-- Your goal --
Repeat exactly the lines from the first line of the records through the line containing "type Completion = Shared<BoxFuture<'static, BundleResult<()>>>;", and nothing more.

BEGIN The records

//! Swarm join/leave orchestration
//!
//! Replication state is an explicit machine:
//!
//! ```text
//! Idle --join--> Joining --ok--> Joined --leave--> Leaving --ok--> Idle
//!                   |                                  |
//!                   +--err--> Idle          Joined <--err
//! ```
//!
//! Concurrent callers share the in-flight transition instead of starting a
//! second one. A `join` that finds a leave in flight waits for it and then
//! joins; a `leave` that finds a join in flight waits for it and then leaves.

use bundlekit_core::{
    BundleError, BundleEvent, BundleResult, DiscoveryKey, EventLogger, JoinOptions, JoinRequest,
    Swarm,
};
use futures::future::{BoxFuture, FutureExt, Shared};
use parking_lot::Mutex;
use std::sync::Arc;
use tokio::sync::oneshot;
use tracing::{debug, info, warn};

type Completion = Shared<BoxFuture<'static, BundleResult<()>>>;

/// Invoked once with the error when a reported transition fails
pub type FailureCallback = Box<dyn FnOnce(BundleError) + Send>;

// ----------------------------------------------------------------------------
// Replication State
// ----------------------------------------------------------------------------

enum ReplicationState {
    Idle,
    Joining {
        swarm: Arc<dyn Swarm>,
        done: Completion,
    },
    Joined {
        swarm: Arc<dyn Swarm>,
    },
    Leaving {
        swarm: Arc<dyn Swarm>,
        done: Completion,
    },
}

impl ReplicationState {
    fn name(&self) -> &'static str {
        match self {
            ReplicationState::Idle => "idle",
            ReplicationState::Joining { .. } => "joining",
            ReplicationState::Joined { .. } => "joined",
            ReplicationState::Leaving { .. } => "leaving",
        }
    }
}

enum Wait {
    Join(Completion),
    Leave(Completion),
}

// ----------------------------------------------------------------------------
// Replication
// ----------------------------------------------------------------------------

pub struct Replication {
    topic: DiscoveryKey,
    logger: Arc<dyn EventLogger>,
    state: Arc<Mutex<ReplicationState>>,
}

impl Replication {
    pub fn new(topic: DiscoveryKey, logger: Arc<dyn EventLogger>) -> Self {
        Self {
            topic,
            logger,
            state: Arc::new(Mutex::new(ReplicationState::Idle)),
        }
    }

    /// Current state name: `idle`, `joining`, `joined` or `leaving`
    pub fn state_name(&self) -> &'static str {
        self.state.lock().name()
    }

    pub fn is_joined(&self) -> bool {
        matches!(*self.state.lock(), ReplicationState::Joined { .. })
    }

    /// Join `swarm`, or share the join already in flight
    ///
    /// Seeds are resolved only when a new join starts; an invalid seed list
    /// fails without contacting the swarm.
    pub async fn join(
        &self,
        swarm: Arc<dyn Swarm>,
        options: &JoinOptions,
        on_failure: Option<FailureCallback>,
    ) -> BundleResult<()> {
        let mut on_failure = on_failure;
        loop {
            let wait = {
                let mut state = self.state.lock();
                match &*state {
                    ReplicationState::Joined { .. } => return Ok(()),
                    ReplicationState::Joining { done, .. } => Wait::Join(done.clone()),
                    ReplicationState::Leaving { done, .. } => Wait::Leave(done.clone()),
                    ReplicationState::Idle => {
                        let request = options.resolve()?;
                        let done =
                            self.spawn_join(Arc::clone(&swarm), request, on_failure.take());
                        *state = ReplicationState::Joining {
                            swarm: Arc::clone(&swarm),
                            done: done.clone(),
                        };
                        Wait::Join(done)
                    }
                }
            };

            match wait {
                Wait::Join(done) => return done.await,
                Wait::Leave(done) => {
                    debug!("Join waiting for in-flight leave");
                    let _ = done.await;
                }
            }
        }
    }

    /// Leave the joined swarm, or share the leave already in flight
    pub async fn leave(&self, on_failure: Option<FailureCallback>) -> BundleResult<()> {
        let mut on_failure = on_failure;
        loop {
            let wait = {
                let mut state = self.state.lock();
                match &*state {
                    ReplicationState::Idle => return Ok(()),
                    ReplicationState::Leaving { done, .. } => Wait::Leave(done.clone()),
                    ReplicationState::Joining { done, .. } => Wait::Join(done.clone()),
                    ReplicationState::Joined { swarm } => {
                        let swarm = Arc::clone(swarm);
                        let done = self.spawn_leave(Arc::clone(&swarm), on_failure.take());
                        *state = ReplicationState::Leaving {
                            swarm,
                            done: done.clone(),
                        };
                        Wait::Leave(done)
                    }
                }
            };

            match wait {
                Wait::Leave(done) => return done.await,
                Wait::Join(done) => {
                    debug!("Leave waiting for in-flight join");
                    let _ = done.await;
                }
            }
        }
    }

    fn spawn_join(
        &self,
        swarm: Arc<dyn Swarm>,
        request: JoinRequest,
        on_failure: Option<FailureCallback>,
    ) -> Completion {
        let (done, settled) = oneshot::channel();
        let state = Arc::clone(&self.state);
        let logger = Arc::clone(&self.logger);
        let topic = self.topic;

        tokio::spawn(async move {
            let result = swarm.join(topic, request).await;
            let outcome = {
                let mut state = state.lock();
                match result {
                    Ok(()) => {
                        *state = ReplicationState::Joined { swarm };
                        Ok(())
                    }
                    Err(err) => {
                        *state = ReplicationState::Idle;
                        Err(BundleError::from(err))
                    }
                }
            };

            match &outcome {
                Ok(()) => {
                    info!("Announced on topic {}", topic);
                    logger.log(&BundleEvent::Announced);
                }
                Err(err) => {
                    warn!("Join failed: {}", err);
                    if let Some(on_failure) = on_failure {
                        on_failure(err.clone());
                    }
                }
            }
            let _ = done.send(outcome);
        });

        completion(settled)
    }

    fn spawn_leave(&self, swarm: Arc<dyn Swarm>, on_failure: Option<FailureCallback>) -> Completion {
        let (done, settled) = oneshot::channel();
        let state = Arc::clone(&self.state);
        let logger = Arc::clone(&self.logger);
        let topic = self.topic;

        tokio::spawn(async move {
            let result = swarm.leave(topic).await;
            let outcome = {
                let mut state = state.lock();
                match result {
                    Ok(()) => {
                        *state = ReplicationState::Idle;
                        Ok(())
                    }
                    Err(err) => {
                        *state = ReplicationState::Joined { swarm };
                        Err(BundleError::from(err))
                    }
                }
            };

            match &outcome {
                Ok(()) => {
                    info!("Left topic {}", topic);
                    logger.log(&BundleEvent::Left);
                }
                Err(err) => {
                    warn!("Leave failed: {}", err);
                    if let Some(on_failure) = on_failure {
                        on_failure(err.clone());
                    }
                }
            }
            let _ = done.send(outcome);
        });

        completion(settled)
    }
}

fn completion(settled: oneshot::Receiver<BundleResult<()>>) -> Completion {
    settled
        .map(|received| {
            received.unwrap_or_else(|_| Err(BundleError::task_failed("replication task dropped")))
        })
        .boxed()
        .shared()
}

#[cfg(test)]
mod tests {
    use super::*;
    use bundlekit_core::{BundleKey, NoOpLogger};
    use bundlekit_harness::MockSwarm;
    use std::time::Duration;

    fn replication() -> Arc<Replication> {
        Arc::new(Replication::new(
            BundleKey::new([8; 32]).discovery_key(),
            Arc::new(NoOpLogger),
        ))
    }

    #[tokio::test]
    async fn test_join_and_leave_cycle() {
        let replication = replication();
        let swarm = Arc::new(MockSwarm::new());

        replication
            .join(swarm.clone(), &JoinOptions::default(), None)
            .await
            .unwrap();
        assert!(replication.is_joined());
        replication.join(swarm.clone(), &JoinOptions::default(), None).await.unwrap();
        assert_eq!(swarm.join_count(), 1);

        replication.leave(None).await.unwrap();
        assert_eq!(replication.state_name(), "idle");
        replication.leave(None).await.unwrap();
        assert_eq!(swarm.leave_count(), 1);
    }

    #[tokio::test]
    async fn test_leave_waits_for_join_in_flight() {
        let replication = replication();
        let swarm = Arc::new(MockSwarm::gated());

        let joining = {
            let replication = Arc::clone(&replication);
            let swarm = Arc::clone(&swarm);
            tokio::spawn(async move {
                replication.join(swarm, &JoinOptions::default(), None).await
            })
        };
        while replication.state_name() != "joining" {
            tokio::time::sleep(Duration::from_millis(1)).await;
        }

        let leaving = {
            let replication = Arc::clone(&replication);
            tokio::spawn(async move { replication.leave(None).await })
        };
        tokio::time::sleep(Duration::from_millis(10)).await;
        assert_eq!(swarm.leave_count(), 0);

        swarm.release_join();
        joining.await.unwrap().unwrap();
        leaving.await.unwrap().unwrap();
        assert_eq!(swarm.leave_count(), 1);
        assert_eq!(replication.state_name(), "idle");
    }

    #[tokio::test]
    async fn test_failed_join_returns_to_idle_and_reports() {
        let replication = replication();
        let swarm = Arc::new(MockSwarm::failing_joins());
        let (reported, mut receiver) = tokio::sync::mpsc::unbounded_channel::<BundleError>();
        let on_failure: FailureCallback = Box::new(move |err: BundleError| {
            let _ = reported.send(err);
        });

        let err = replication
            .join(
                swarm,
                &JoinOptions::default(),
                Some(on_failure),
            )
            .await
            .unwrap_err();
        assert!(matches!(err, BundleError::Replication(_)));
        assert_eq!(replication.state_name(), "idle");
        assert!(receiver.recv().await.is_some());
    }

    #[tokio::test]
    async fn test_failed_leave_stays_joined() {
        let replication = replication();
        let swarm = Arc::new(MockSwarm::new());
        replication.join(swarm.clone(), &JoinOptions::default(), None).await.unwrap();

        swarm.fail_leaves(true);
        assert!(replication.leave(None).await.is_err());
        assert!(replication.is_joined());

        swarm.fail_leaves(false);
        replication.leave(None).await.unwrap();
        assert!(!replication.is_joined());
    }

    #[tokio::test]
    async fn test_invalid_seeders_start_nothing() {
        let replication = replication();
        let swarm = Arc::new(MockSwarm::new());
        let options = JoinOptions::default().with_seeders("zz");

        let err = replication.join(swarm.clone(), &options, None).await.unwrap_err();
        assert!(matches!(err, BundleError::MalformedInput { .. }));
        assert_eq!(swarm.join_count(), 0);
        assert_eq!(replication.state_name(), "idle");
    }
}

END The records

-- Answer to this task --
//! Swarm join/leave orchestration
//!
//! Replication state is an explicit machine:
//!
//! ```text
//! Idle --join--> Joining --ok--> Joined --leave--> Leaving --ok--> Idle
//!                   |                                  |
//!                   +--err--> Idle          Joined <--err
//! ```
//!
//! Concurrent callers share the in-flight transition instead of starting a
//! second one. A `join` that finds a leave in flight waits for it and then
//! joins; a `leave` that finds a join in flight waits for it and then leaves.

use bundlekit_core::{
    BundleError, BundleEvent, BundleResult, DiscoveryKey, EventLogger, JoinOptions, JoinRequest,
    Swarm,
};
use futures::future::{BoxFuture, FutureExt, Shared};
use parking_lot::Mutex;
use std::sync::Arc;
use tokio::sync::oneshot;
use tracing::{debug, info, warn};

type Completion = Shared<BoxFuture<'static, BundleResult<()>>>;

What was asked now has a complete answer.